Must Both Grantors Die Before a Revocable Trust Becomes Irrevocable?

Unlike a will, a trust can keep the matters of your estate private after your death.

Unlike a will, a trust can keep the matters of your estate private after your death.

A revocable trust is a method of protecting assets from probate should the grantor of the trust die. An irrevocable trust is one that cannot be modified by the grantor. Upon the death of the grantor, a revocable trust automatically becomes irrevocable. If a couple sets up a revocable living trust in which both spouses are grantors of the trust, the specific language within the trust will dictate whether the trust becomes irrevocable upon the death of one of the spouses. Otherwise, both spouses must die before the trust becomes irrevocable.

Successor Trustee

Because control of a joint revocable trust automatically rolls over to the surviving grantor if one of the two grantors dies, many couples who create a revocable trust will list a successor trustee to take over in the event of one grantor's passing, in the event that the other grantor becomes incapacitated and unable to manage the trust. The successor trustee would be required to manage the trust according to any instructions that the couple place into the trust.
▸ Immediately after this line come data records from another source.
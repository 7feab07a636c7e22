//! In-memory fixtures: zip archives and catalog listing pages

use std::io::{Cursor, Write};
use zip::CompressionMethod;
use zip::write::SimpleFileOptions;

enum FixtureEntry {
    File {
        name: String,
        content: Vec<u8>,
        mode: u32,
    },
    Dir {
        name: String,
    },
}

/// Builder for zip archives used as release artifacts
///
/// Entry names are written verbatim, so hostile names such as
/// `../escape.txt` can be produced for extractor tests.
#[derive(Default)]
pub struct ZipFixture {
    entries: Vec<FixtureEntry>,
}

impl ZipFixture {
    pub fn new() -> Self {
        Self::default()
    }

    /// Adds a regular file with mode 0644
    pub fn file(self, name: &str, content: impl AsRef<[u8]>) -> Self {
        self.file_with_mode(name, content, 0o644)
    }

    /// Adds a file with mode 0755
    pub fn executable(self, name: &str, content: impl AsRef<[u8]>) -> Self {
        self.file_with_mode(name, content, 0o755)
    }

    pub fn file_with_mode(mut self, name: &str, content: impl AsRef<[u8]>, mode: u32) -> Self {
        self.entries.push(FixtureEntry::File {
            name: name.to_string(),
            content: content.as_ref().to_vec(),
            mode,
        });
        self
    }

    pub fn dir(mut self, name: &str) -> Self {
        self.entries.push(FixtureEntry::Dir {
            name: name.to_string(),
        });
        self
    }

    /// Serializes the archive
    ///
    /// # Panics
    ///
    /// Panics if the zip writer rejects an entry.
    pub fn build(self) -> Vec<u8> {
        let mut zip = zip::ZipWriter::new(Cursor::new(Vec::new()));

        for entry in self.entries {
            match entry {
                FixtureEntry::File {
                    name,
                    content,
                    mode,
                } => {
                    let options = SimpleFileOptions::default()
                        .compression_method(CompressionMethod::Deflated)
                        .unix_permissions(mode);
                    zip.start_file(name, options).unwrap();
                    zip.write_all(&content).unwrap();
                }
                FixtureEntry::Dir { name } => {
                    let options = SimpleFileOptions::default().unix_permissions(0o755);
                    zip.add_directory(name, options).unwrap();
                }
            }
        }

        zip.finish().unwrap().into_inner()
    }

    /// Serializes the archive to `path`
    pub fn write_to(self, path: &std::path::Path) {
        std::fs::write(path, self.build()).unwrap();
    }
}

/// A release archive holding one executable that prints a version banner,
/// the way HashiCorp archives ship a single binary at the root
pub fn release_zip(executable_name: &str, version: &str) -> Vec<u8> {
    let script = format!("#!/bin/sh\necho '{executable_name} v{version}'\n");
    ZipFixture::new()
        .executable(executable_name, script)
        .file("LICENSE.txt", "fixture license\n")
        .build()
}

/// A releases.hashicorp.com style index page for `tool`
///
/// Includes the parent link and the promotional link that the catalog
/// client must skip, followed by one anchor per version in the given order.
pub fn listing_html(tool: &str, versions: &[&str]) -> String {
    let mut html = String::from(
        "<!DOCTYPE html>\n<html>\n<head><title>HashiCorp Releases</title></head>\n<body>\n<ul>\n",
    );
    html.push_str("  <li><a href=\"../\">../</a></li>\n");
    for version in versions {
        html.push_str(&format!(
            "  <li><a href=\"/{tool}/{version}/\">{tool}_{version}</a></li>\n"
        ));
    }
    html.push_str("</ul>\n");
    html.push_str(
        "<footer><a href=\"https://fastly.com/?utm_source=hashicorp\">Powered by Fastly</a></footer>\n",
    );
    html.push_str("</body>\n</html>\n");
    html
}
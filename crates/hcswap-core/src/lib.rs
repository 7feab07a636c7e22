//! Core model and on-disk state management for hc-swap.
//!
//! - [`tool`]: the supported tools and version identifiers
//! - [`config`]: user settings (`config.toml`)
//! - [`store`]: version store layout, inspection, activation and uninstall
//!
//! Network access lives in `hcswap-release`; this crate only touches the
//! local filesystem.

// Core modules
pub mod config;
pub mod error;
pub mod store;
pub mod tool;

// Re-export commonly used types
pub use config::{AfterActivate, Settings};
pub use error::{Result, SwapError};
pub use store::{StoreLayout, StoreState};
pub use tool::Tool;
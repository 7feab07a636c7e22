//! Remote side of hc-swap: the release catalog and archive installation.
//!
//! # Install Flow
//!
//! ```text
//! list_versions(tool)
//!     → GET {catalog}/{tool}/            (HTML listing, anchors only)
//!     → first N version tokens
//! download(tool, [versions])
//!     for each version, in order:
//!     → mkdir {store}/{version}/
//!     → GET {catalog}/{tool}/{version}/{tool}_{version}_{os}_{arch}.zip
//!     → {store}/{version}/{version}.zip
//!     → extract into {store}/{version}/  (traversal-checked)
//!     → remove the archive unless keep_archives
//! ```
//!
//! Everything is blocking and sequential; the first failure aborts a batch.

pub mod catalog;
pub mod error;
pub mod http;
pub mod install;
pub mod platform;

pub use catalog::{list_versions, parse_listing};
pub use error::FetchError;
pub use install::{DownloadOptions, ExtractError, download, extract, install_version};
pub use platform::{Arch, Os, Platform};
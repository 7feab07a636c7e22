//! CLI command structure using clap

use clap::{ArgAction, Parser, Subcommand};
use hcswap_core::Tool;
use std::path::PathBuf;

#[derive(Parser)]
#[command(name = "hc-swap")]
#[command(version, about = "Install and switch between Terraform, Packer and Vault versions", long_about = None)]
pub struct Cli {
    /// Starts an interactive session when omitted
    #[command(subcommand)]
    pub command: Option<Commands>,

    /// More log output (-v info, -vv debug, -vvv trace)
    #[arg(short, long, action = ArgAction::Count, global = true)]
    pub verbose: u8,

    /// Settings file (default: <config dir>/hc-swap/config.toml)
    #[arg(long, global = true, value_name = "PATH")]
    pub config: Option<PathBuf>,

    /// Directory holding the <tool>-versions stores
    #[arg(long, global = true, env = "HC_SWAP_APP_DIR", value_name = "PATH")]
    pub app_dir: Option<PathBuf>,

    /// Directory where the active links are created
    #[arg(long, global = true, env = "HC_SWAP_BIN_DIR", value_name = "PATH")]
    pub bin_dir: Option<PathBuf>,

    /// Base URL of the release index
    #[arg(long, global = true, env = "HC_SWAP_CATALOG_URL", value_name = "URL")]
    pub catalog_url: Option<String>,
}

#[derive(Subcommand)]
pub enum Commands {
    /// Interactive install / switch / uninstall session
    Session {
        /// Skip the tool prompt
        #[arg(long)]
        tool: Option<Tool>,
    },

    /// List installed versions
    List {
        tool: Tool,

        #[arg(long)]
        json: bool,
    },

    /// List versions published on the release index
    Available {
        tool: Tool,

        /// How many listing entries to show
        #[arg(long)]
        limit: Option<usize>,

        #[arg(long)]
        json: bool,
    },

    /// Download and install versions, activating the last one
    Install {
        tool: Tool,

        /// Versions to install, in order (e.g. "1.6.0")
        #[arg(required = true)]
        versions: Vec<String>,

        /// Leave the active link untouched
        #[arg(long)]
        no_activate: bool,
    },

    /// Point the active link at an installed version
    Use { tool: Tool, version: String },

    /// Remove an installed version
    Uninstall { tool: Tool, version: String },

    /// Show the active version
    Current {
        tool: Tool,

        #[arg(long)]
        json: bool,
    },
}

impl Cli {
    /// Initialize logging based on verbosity level
    pub fn init_logging(&self) {
        let level = match self.verbose {
            0 => log::LevelFilter::Warn,
            1 => log::LevelFilter::Info,
            2 => log::LevelFilter::Debug,
            _ => log::LevelFilter::Trace,
        };

        env_logger::Builder::from_default_env()
            .filter_level(level)
            .init();
    }
}

#[cfg(test)]
mod tests {
    use super::*;
    use clap::CommandFactory;

    #[test]
    fn test_cli_definition_is_consistent() {
        Cli::command().debug_assert();
    }

    #[test]
    fn test_no_command_means_session() {
        let cli = Cli::try_parse_from(["hc-swap"]).unwrap();
        assert!(cli.command.is_none());
        assert_eq!(cli.verbose, 0);
    }

    #[test]
    fn test_tool_argument_is_case_insensitive() {
        let cli = Cli::try_parse_from(["hc-swap", "list", "Terraform"]).unwrap();
        assert!(matches!(
            cli.command,
            Some(Commands::List {
                tool: Tool::Terraform,
                json: false
            })
        ));
    }

    #[test]
    fn test_unknown_tool_is_rejected() {
        assert!(Cli::try_parse_from(["hc-swap", "list", "consul"]).is_err());
    }

    #[test]
    fn test_install_requires_a_version() {
        assert!(Cli::try_parse_from(["hc-swap", "install", "vault"]).is_err());
    }

    #[test]
    fn test_verbose_is_counted() {
        let cli = Cli::try_parse_from(["hc-swap", "-vv", "current", "packer"]).unwrap();
        assert_eq!(cli.verbose, 2);
    }
}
Undue Influence and Revocable Trusts

A couple might choose to make a trust irrevocable at the passing of one of the grantors if they were concerned that the other spouse might be forced to make changes to the trust at the behest of undue influence, particularly from a beneficiary of the trust. In some cases, one grantor might not feel the other spouse has the ability to handle money, so language might be inserted to make the trust irrevocable upon that spouse's passing to protect the trust.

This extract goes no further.